What to work on. Those lines of the records that contain "SourceError" are to be located and copied.

Study material.
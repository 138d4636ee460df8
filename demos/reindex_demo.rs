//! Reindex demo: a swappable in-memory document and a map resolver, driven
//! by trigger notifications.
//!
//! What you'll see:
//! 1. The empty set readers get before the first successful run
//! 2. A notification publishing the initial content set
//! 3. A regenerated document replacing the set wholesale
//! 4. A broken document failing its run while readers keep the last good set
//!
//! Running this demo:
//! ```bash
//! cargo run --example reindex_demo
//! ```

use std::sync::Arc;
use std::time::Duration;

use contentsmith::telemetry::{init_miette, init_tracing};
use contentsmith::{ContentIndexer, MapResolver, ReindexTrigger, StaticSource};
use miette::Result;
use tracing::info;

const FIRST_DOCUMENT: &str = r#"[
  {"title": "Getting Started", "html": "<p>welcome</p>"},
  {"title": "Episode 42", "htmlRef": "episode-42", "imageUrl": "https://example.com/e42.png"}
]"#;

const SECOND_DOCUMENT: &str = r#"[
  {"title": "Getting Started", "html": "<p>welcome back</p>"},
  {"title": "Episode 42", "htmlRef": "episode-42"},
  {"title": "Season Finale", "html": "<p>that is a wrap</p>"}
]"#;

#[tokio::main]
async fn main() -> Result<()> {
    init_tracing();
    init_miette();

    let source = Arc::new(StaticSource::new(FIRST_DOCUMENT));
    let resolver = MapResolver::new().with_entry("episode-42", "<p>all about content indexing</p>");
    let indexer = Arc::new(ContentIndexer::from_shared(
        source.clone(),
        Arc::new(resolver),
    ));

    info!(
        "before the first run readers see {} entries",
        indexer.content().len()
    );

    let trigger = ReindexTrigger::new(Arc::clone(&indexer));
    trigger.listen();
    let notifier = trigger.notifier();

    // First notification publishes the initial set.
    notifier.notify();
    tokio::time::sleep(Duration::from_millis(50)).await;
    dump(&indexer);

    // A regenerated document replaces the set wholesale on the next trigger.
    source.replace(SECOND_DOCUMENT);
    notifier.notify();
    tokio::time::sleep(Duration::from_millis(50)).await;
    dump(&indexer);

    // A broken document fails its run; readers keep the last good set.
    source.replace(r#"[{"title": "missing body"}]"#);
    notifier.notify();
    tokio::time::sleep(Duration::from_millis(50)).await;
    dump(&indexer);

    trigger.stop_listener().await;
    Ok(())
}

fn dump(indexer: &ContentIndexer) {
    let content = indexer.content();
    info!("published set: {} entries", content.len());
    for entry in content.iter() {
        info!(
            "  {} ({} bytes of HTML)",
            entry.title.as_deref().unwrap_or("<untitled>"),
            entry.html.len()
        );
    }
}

...

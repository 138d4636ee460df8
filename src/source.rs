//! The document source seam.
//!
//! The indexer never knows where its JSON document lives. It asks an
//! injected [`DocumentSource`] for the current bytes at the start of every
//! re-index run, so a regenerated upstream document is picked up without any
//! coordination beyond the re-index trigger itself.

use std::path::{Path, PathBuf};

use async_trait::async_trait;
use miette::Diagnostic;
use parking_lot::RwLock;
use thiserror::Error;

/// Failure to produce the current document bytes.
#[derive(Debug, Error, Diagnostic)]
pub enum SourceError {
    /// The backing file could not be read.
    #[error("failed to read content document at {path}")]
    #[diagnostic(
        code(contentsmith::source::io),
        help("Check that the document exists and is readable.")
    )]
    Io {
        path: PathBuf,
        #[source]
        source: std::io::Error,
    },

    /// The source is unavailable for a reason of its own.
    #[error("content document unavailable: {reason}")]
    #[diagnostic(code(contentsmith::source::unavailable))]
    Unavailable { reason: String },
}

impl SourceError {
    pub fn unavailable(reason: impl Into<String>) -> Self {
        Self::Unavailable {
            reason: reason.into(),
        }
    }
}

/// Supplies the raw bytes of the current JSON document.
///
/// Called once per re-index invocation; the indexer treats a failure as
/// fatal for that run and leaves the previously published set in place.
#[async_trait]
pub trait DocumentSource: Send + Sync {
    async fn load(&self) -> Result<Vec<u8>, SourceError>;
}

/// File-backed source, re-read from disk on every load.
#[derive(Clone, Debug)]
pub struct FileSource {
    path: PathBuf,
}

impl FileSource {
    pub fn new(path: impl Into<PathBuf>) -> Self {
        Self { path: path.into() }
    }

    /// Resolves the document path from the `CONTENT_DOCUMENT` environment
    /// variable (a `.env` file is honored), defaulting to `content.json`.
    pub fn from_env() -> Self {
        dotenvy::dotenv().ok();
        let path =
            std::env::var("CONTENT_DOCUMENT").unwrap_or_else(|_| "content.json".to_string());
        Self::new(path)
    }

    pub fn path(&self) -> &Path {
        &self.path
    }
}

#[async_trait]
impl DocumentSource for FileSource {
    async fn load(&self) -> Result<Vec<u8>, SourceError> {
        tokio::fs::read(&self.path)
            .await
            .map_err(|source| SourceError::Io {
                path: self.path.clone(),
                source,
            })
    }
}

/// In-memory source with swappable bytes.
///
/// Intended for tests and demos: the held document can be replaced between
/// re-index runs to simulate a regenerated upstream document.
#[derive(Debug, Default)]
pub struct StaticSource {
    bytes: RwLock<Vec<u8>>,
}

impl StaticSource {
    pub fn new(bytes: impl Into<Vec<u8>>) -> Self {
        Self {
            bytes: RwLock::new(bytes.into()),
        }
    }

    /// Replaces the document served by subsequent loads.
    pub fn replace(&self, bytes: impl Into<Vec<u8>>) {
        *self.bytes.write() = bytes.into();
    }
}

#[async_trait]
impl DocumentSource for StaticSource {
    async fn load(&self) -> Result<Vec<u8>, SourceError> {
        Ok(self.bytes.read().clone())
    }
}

Response.
pub enum SourceError {
impl SourceError {
    async fn load(&self) -> Result<Vec<u8>, SourceError>;
    async fn load(&self) -> Result<Vec<u8>, SourceError> {
            .map_err(|source| SourceError::Io {
    async fn load(&self) -> Result<Vec<u8>, SourceError> {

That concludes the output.